Eliza was diagnosed with late-infantile Metachromatic Leukodystrophy on September 11, 2007 after months of frustration and misdiagnosis. Up to this point, Eliza was a "typically developing child" who reached all of her milestones on time, if not early.

In April 2006 she developed sudden onset Esotropia, which caused her eyes to cross. Her first MRI came back normal and two surgeries were performed to correct her eyes.

Although she was able to walk, her gait was very wobbly and she fell often. Doctors assured us that this was normal and that it was just taking a little longer for her gait to develop. However, Eliza's walking did not improve and she could not run or jump.

In April 2007, Eliza started walking less and less and reverted to crawling again. Her opthalmologist checked her eyes once again and referred us to a neurologist.

Initially, the neurologist suspected Spinal Muscle Atrophy (SMA) but this was quickly ruled out from a nerve conduction test. It was then assumed that Eliza had Charcot-Marie-Tooth Disease (CMT).

Eliza continued to get weaker and weaker and more and more tired. We started to see a decline in her arms and hands as well as her legs. We could not believe how quickly she was declining despite our efforts with physical therapy. Nurses assured us that this decline was normal for CMT but we were not convinced.
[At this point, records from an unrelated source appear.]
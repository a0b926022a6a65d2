//! featherbot CLI — interactive chat, onboarding, status, cron, and bot
//! (gateway) commands.
//!
//! Usage:
//!   featherbot chat              — start an interactive terminal chat
//!   featherbot onboard           — write a default config template
//!   featherbot status            — show configuration and provider health
//!   featherbot cron list|add|rm  — manage scheduled jobs directly
//!   featherbot bot                — run the gateway (channels + cron + memory)

use anyhow::{Context, Result};
use clap::{Parser, Subcommand};
use std::io::{self, Write};
use std::path::PathBuf;
use std::sync::Arc;

use featherbot_core::agent::{AgentConfig, AgentLoop, ProcessOptions};
use featherbot_core::bus::events::SessionKey;
use featherbot_core::bus::MessageBus;
use featherbot_core::config::Config;
use featherbot_core::cron::{CronPayload, CronSchedule, CronService};
use featherbot_core::gateway::{make_subagent_completion_hook, Gateway};
use featherbot_core::memory::MemoryExtractor;
use featherbot_core::provider::openai::OpenAiProvider;
use featherbot_core::provider::{FallbackProvider, LlmProvider};
use featherbot_core::subagent::SubagentManager;
use featherbot_core::tools::filesystem::{EditFileTool, ListDirTool, ReadFileTool, WriteFileTool};
use featherbot_core::tools::schedule::{CancelScheduleTool, ListSchedulesTool, ScheduleTaskTool};
use featherbot_core::tools::shell::ExecTool;
use featherbot_core::tools::subagent::{GetSubagentResultTool, SpawnSubagentTool};
use featherbot_core::tools::web::{WebFetchTool, WebSearchTool};
use featherbot_core::tools::ToolRegistry;
use tokio::sync::Mutex;

#[derive(Parser)]
#[command(
    name = "featherbot",
    version,
    about = "A persistent, multi-channel conversational agent runtime"
)]
struct Cli {
    #[command(subcommand)]
    command: Option<Commands>,
}

#[derive(Subcommand)]
enum Commands {
    /// Start an interactive terminal chat session
    Chat {
        /// Model to use (overrides config)
        #[arg(short, long)]
        model: Option<String>,
    },
    /// Write a default configuration template
    Onboard,
    /// Show configuration and provider status
    Status,
    /// Manage scheduled jobs
    Cron {
        #[command(subcommand)]
        action: CronCommands,
    },
    /// Run the gateway: channel adapters, cron, and memory extraction
    Bot,
}

#[derive(Subcommand)]
enum CronCommands {
    /// List all scheduled jobs
    List,
    /// Add an interval or cron-expression job
    Add {
        #[arg(short, long)]
        name: String,
        /// Cron expression (e.g. "0 9 * * *") or interval with an 's' suffix (e.g. "3600s")
        #[arg(short, long)]
        schedule: String,
        #[arg(short, long)]
        message: String,
    },
    /// Remove a job by id
    Remove { id: String },
}

#[tokio::main]
async fn main() -> Result<()> {
    tracing_subscriber::fmt()
        .with_env_filter(
            tracing_subscriber::EnvFilter::try_from_default_env()
                .unwrap_or_else(|_| tracing_subscriber::EnvFilter::new("info")),
        )
        .with_target(false)
        .compact()
        .init();

    let cli = Cli::parse();

    match cli.command {
        Some(Commands::Chat { model }) => cmd_chat(model.as_deref()).await?,
        Some(Commands::Onboard) => cmd_onboard()?,
        Some(Commands::Status) => cmd_status().await?,
        Some(Commands::Cron { action }) => cmd_cron(action).await?,
        Some(Commands::Bot) => cmd_bot().await?,
        None => cmd_chat(None).await?,
    }

    Ok(())
}

// ── Shared setup ─────────────────────────────────────────────────────

/// Build the provider the agent loop and sub-agent manager share,
/// folding every configured credential into a [`FallbackProvider`].
fn build_provider(config: &Config, model_override: Option<&str>) -> Result<Arc<dyn LlmProvider>> {
    let active = config.providers.find_all_active();
    if active.is_empty() {
        anyhow::bail!(
            "No LLM provider configured with an API key. Run `featherbot onboard` first, \
             then edit ~/.featherbot/config.json"
        );
    }

    let model = model_override.unwrap_or(&config.agents.defaults.model);
    let client = reqwest::Client::new();
    let mut providers: Vec<(String, Box<dyn LlmProvider>)> = Vec::new();
    for (name, entry) in active {
        let provider = OpenAiProvider::new(name, &entry.api_key, entry.api_base.as_deref(), model, client.clone());
        providers.push((name.to_string(), Box::new(provider)));
    }

    Ok(Arc::new(FallbackProvider::new(providers)))
}

/// Register the built-in tools shared by every entry point: filesystem,
/// shell, web, and — when a cron service is available — the scheduling
/// tools. The sub-agent tools are registered by the caller once the
/// manager exists, since the manager itself needs a parent registry.
fn register_core_tools(tools: &mut ToolRegistry, config: &Config, workspace: &PathBuf) -> Result<()> {
    let restrict = config.tools.restrict_to_workspace;

    tools
        .register(Box::new(ReadFileTool::new(workspace.clone(), restrict)))
        .context("registering read_file")?;
    tools
        .register(Box::new(WriteFileTool::new(workspace.clone(), restrict)))
        .context("registering write_file")?;
    tools
        .register(Box::new(EditFileTool::new(workspace.clone(), restrict)))
        .context("registering edit_file")?;
    tools
        .register(Box::new(ListDirTool::new(workspace.clone(), restrict)))
        .context("registering list_dir")?;
    tools
        .register(Box::new(
            ExecTool::new(workspace.clone()).with_timeout(config.tools.exec.timeout_seconds),
        ))
        .context("registering shell_exec")?;
    tools
        .register(Box::new(WebFetchTool::new()))
        .context("registering web_fetch")?;
    tools
        .register(Box::new(WebSearchTool::new(
            &config.tools.web_search.api_key,
            config.tools.web_search.max_results,
        )))
        .context("registering web_search")?;

    Ok(())
}

fn agent_config_from(config: &Config, model_override: Option<&str>) -> AgentConfig {
    AgentConfig {
        model: model_override.map(str::to_string).or_else(|| Some(config.agents.defaults.model.clone())),
        max_tokens: config.agents.defaults.max_tokens,
        temperature: config.agents.defaults.temperature,
        max_tool_iterations: config.agents.defaults.max_tool_iterations,
        max_history_messages: config.agents.defaults.max_history_messages,
        ..AgentConfig::default()
    }
}

// ── chat ─────────────────────────────────────────────────────────────

async fn cmd_chat(model_override: Option<&str>) -> Result<()> {
    let config = Config::load()?;
    let workspace = config.workspace_path();
    std::fs::create_dir_all(&workspace).ok();

    let provider = build_provider(&config, model_override)?;
    let mut tools = ToolRegistry::new().with_eviction(Default::default());
    register_core_tools(&mut tools, &config, &workspace)?;

    let cron = Arc::new(Mutex::new(CronService::new(config.cron_store_path())));
    tools.register(Box::new(ScheduleTaskTool::new(Arc::clone(&cron), Some("cli".into()), Some("direct".into()))))?;
    tools.register(Box::new(ListSchedulesTool::new(Arc::clone(&cron))))?;
    tools.register(Box::new(CancelScheduleTool::new(Arc::clone(&cron))))?;

    let tools = Arc::new(tools);
    let agent_config = agent_config_from(&config, model_override);

    let subagents = Arc::new(SubagentManager::new(
        Arc::clone(&provider),
        Arc::clone(&tools),
        agent_config.clone(),
        Default::default(),
    ));
    let mut top_tools = (*tools).clone();
    top_tools.register(Box::new(SpawnSubagentTool::new(Arc::clone(&subagents))))?;
    top_tools.register(Box::new(GetSubagentResultTool::new(Arc::clone(&subagents))))?;

    let agent = Arc::new(Mutex::new(AgentLoop::new(
        Box::new(featherbot_core::provider::SharedProvider(provider)),
        top_tools,
        agent_config,
    )));

    println!();
    println!("  featherbot");
    println!("  Model: {}", config.agents.defaults.model);
    println!("  Workspace: {}", workspace.display());
    println!();
    println!("  Type your message, or /quit to exit, /clear to reset history.");
    println!("  ─────────────────────────────────────");
    println!();

    let session_key = SessionKey::direct_default();
    let stdin = io::stdin();
    loop {
        print!("> ");
        io::stdout().flush()?;

        let mut input = String::new();
        if stdin.read_line(&mut input)? == 0 {
            break;
        }
        let input = input.trim();
        if input.is_empty() {
            continue;
        }

        match input {
            "/quit" | "/exit" | "/q" => {
                println!("Goodbye!");
                break;
            }
            "/clear" => {
                agent.lock().await.clear_session(&session_key);
                println!("History cleared.");
                continue;
            }
            _ => {}
        }

        let options = ProcessOptions { session_key: Some(session_key.clone()), ..Default::default() };
        let result = agent.lock().await.process_direct(input, options).await;
        println!("{}\n", result.text);
    }

    Ok(())
}

// ── onboard ──────────────────────────────────────────────────────────

fn cmd_onboard() -> Result<()> {
    let path = Config::write_default_template()?;
    println!();
    println!("Configuration written to {}", path.display());
    println!("Next: add a provider API key, then run `featherbot chat`.");
    println!();
    Ok(())
}

// ── status ───────────────────────────────────────────────────────────

async fn cmd_status() -> Result<()> {
    let config_path = Config::default_path();
    println!();
    println!("featherbot status");
    println!("─────────────────────────────────────");

    if !config_path.exists() {
        println!("Config:     not found (run `featherbot onboard`)");
        return Ok(());
    }
    println!("Config:     {}", config_path.display());

    let config = Config::load()?;
    match config.providers.find_active() {
        Some((name, _)) => println!("Provider:   {} configured", name),
        None => println!("Provider:   none configured"),
    }
    println!("Model:      {}", config.agents.defaults.model);

    let workspace = config.workspace_path();
    println!(
        "Workspace:  {} ({})",
        workspace.display(),
        if workspace.exists() { "exists" } else { "will be created" }
    );

    let cron = CronService::new(config.cron_store_path());
    let jobs = cron.list_jobs().await;
    println!("Cron jobs:  {} total, {} enabled", jobs.len(), jobs.iter().filter(|j| j.enabled).count());
    println!();
    Ok(())
}

// ── cron ─────────────────────────────────────────────────────────────

async fn cmd_cron(action: CronCommands) -> Result<()> {
    let config = Config::load()?;
    let cron = CronService::new(config.cron_store_path());

    match action {
        CronCommands::List => {
            let jobs = cron.list_jobs().await;
            if jobs.is_empty() {
                println!("No scheduled jobs.");
                return Ok(());
            }
            println!();
            for job in jobs {
                let status = if job.enabled { "enabled" } else { "disabled" };
                println!("{} [{}] ({})", job.name, job.id, status);
                println!("  message: {}", job.payload.message);
                if let Some(next) = job.state.next_run_at {
                    println!("  next run: {}", next);
                }
                println!();
            }
        }
        CronCommands::Add { name, schedule, message } => {
            let parsed = if let Some(secs) = schedule.strip_suffix('s') {
                let seconds: u64 = secs.parse().context("interval must be a number of seconds, e.g. '3600s'")?;
                CronSchedule::Every { every_seconds: seconds }
            } else {
                CronSchedule::Cron { cron_expr: schedule, timezone: None }
            };
            let payload = CronPayload::agent_turn(message, None, None);
            let job = cron.add_job(name, parsed, payload, false).await?;
            println!("Added job '{}' ({})", job.name, job.id);
        }
        CronCommands::Remove { id } => {
            if cron.remove_job(&id).await? {
                println!("Removed job {}", id);
            } else {
                println!("No job found with id {}", id);
            }
        }
    }

    Ok(())
}

// ── bot (gateway) ────────────────────────────────────────────────────

async fn cmd_bot() -> Result<()> {
    let config = Config::load()?;
    let workspace = config.workspace_path();
    std::fs::create_dir_all(&workspace).ok();

    let provider = build_provider(&config, None)?;
    let mut tools = ToolRegistry::new().with_eviction(Default::default());
    register_core_tools(&mut tools, &config, &workspace)?;

    let cron = Arc::new(Mutex::new(CronService::new(config.cron_store_path())));
    tools.register(Box::new(ScheduleTaskTool::new(Arc::clone(&cron), None, None)))?;
    tools.register(Box::new(ListSchedulesTool::new(Arc::clone(&cron))))?;
    tools.register(Box::new(CancelScheduleTool::new(Arc::clone(&cron))))?;

    let tools = Arc::new(tools);
    let agent_config = agent_config_from(&config, None);

    let bus = Arc::new(MessageBus::new());

    let agent = Arc::new(Mutex::new(AgentLoop::new(
        Box::new(featherbot_core::provider::SharedProvider(Arc::clone(&provider))),
        (*tools).clone(),
        agent_config.clone(),
    )));

    let completion_hook = make_subagent_completion_hook(Arc::clone(&agent), Arc::clone(&bus));
    let subagents = Arc::new(
        SubagentManager::new(Arc::clone(&provider), Arc::clone(&tools), agent_config.clone(), Default::default())
            .with_completion_hook(completion_hook),
    );

    {
        let mut agent = agent.lock().await;
        agent.tools_mut().register(Box::new(SpawnSubagentTool::new(Arc::clone(&subagents))))?;
        agent.tools_mut().register(Box::new(GetSubagentResultTool::new(Arc::clone(&subagents))))?;
    }

    let memory = if config.memory.enabled {
        Some(Arc::new(
            MemoryExtractor::new(Arc::clone(&agent)).with_idle(std::time::Duration::from_millis(config.memory.idle_ms)),
        ))
    } else {
        None
    };

    let mut gateway = Gateway::new(Arc::clone(&bus), agent, Arc::clone(&cron), memory);
    gateway.start(&config.channels).await?;

    println!("featherbot gateway running. Press Ctrl+C to stop.");
    tokio::signal::ctrl_c().await?;
    println!("Shutting down...");
    gateway.stop().await;

    Ok(())
}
We began seeking additional opinions from various doctors throughout the U.S. Another neurologist agreed that Eliza was declining too rapidly and encouraged us to have more tests performed.
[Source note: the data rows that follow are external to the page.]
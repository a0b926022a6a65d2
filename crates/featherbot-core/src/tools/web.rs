//! Web tools: web_search (Brave Search API) and web_fetch (HTTP + HTML extraction).

use async_trait::async_trait;
use reqwest::Client;
use serde::Deserialize;
use serde_json::{json, Value};
use std::collections::HashMap;
use tracing::debug;

use super::Tool;

// ── WebSearchTool ───────────────────────────────────────────────────

pub struct WebSearchTool {
    client: Client,
    api_key: String,
    max_results: u32,
}

impl WebSearchTool {
    pub fn new(api_key: &str, max_results: u32) -> Self {
        Self {
            client: Client::new(),
            api_key: api_key.to_string(),
            max_results,
        }
    }
}

#[derive(Deserialize)]
struct BraveSearchResponse {
    web: Option<BraveWebResults>,
}

#[derive(Deserialize)]
struct BraveWebResults {
    results: Vec<BraveWebResult>,
}

#[derive(Deserialize)]
struct BraveWebResult {
    title: String,
    url: String,
    description: Option<String>,
}

#[async_trait]
impl Tool for WebSearchTool {
    fn name(&self) -> &str {
        "web_search"
    }

    fn description(&self) -> &str {
        "Search the web using Brave Search API. Returns titles, URLs, and descriptions."
    }

    fn parameters(&self) -> Value {
        json!({
            "type": "object",
            "properties": {
                "query": {
                    "type": "string",
                    "description": "Search query"
                },
                "count": {
                    "type": "integer",
                    "description": "Number of results (default: 5, max: 20)"
                }
            },
            "required": ["query"]
        })
    }

    async fn execute(&self, args: HashMap<String, Value>) -> String {
        let Some(query) = args.get("query").and_then(|v| v.as_str()) else {
            return "Error: 'query' parameter is required".into();
        };

        if self.api_key.is_empty() {
            return "Error: Brave Search API key not configured. Set tools.webSearch.apiKey in config.json".into();
        }

        let count = args
            .get("count")
            .and_then(|v| v.as_u64())
            .unwrap_or(self.max_results as u64)
            .min(20);

        debug!(query, count, "Performing web search");

        let response = self
            .client
            .get("https://api.search.brave.com/res/v1/web/search")
            .header("Accept", "application/json")
            .header("Accept-Encoding", "gzip")
            .header("X-Subscription-Token", &self.api_key)
            .query(&[("q", query), ("count", &count.to_string())])
            .send()
            .await;

        match response {
            Ok(resp) if resp.status().is_success() => {
                match resp.json::<BraveSearchResponse>().await {
                    Ok(data) => {
                        let results = data
                            .web
                            .map(|w| w.results)
                            .unwrap_or_default();

                        if results.is_empty() {
                            return "No results found.".into();
                        }

                        results
                            .iter()
                            .enumerate()
                            .map(|(i, r)| {
                                let desc = r
                                    .description
                                    .as_deref()
                                    .unwrap_or("No description");
                                format!("{}. {}\n   {}\n   {}", i + 1, r.title, r.url, desc)
                            })
                            .collect::<Vec<_>>()
                            .join("\n\n")
                    }
                    Err(e) => format!("Error parsing search results: {}", e),
                }
            }
            Ok(resp) => format!("Search API error ({})", resp.status()),
            Err(e) => format!("Search request failed: {}", e),
        }
    }
}

// ── WebFetchTool ────────────────────────────────────────────────────

pub struct WebFetchTool {
    client: Client,
}

impl WebFetchTool {
    pub fn new() -> Self {
        Self {
            client: Client::builder()
                .timeout(std::time::Duration::from_secs(15))
                .build()
                .unwrap_or_else(|_| Client::new()),
        }
    }
}

impl Default for WebFetchTool {
    fn default() -> Self {
        Self::new()
    }
}

#[async_trait]
impl Tool for WebFetchTool {
    fn name(&self) -> &str {
        "web_fetch"
    }

    fn description(&self) -> &str {
        "Fetch a web page and extract its text content."
    }

    fn parameters(&self) -> Value {
        json!({
            "type": "object",
            "properties": {
                "url": {
                    "type": "string",
                    "description": "URL to fetch"
                }
            },
            "required": ["url"]
        })
    }

    async fn execute(&self, args: HashMap<String, Value>) -> String {
        let Some(url) = args.get("url").and_then(|v| v.as_str()) else {
            return "Error: 'url' parameter is required".into();
        };

        debug!(url, "Fetching web page");

        let response = self
            .client
            .get(url)
            .header(
                "User-Agent",
                "Mozilla/5.0 (compatible; featherbot/0.1)",
            )
            .send()
            .await;

        match response {
            Ok(resp) if resp.status().is_success() => {
                match resp.text().await {
                    Ok(html) => extract_text_from_html(&html),
                    Err(e) => format!("Error reading response body: {}", e),
                }
            }
            Ok(resp) => format!("HTTP error: {}", resp.status()),
            Err(e) => format!("Request failed: {}", e),
        }
    }
}

/// Extract readable text from HTML using the `scraper` crate.
fn extract_text_from_html(html: &str) -> String {
    use scraper::{Html, Selector};

    let document = Html::parse_document(html);

    // Try to find the main content area
    let selectors = ["main", "article", "body"];
    for sel_str in &selectors {
        if let Ok(selector) = Selector::parse(sel_str) {
            if let Some(element) = document.select(&selector).next() {
                let text: String = element
                    .text()
                    .collect::<Vec<_>>()
                    .join(" ")
                    .split_whitespace()
                    .collect::<Vec<_>>()
                    .join(" ");

                if !text.is_empty() {
                    // Truncate to ~20k chars
                    if text.len() > 20_000 {
                        return format!("{}...\n\n(truncated)", &text[..20_000]);
                    }
                    return text;
                }
            }
        }
    }

    "Could not extract text content from the page.".into()
}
In July 2007, Eliza was given the diagnosis of Chronic Inflammatory Demyelinating Polyneuropathy (CIDP). We were thrilled because CIDP is an auto-immune disease that is somewhat reversible! We thought that with enough hard work we would have our mobile little girl back.
However, Eliza's entire body became extremely stiff and she was in tremendous pain. In September, an emergency MRI was ordered that confirmed our greatest fear. Eliza had Metachromatic Leukodystrophy- a progressive and terminal disease.

I think "SURREAL" is the best word to describe this whole experience. It is amazing how much our lives have changed. Although, we hope it has changed us for the better. Despite all of the losses, we are so grateful for her cute little smile, giggle, yawns and sneezes (I feel like I get a little glimpse of her voice again). We feel fortunate to be her parents and to learn from her example. She has taught us far more than we will ever teach her.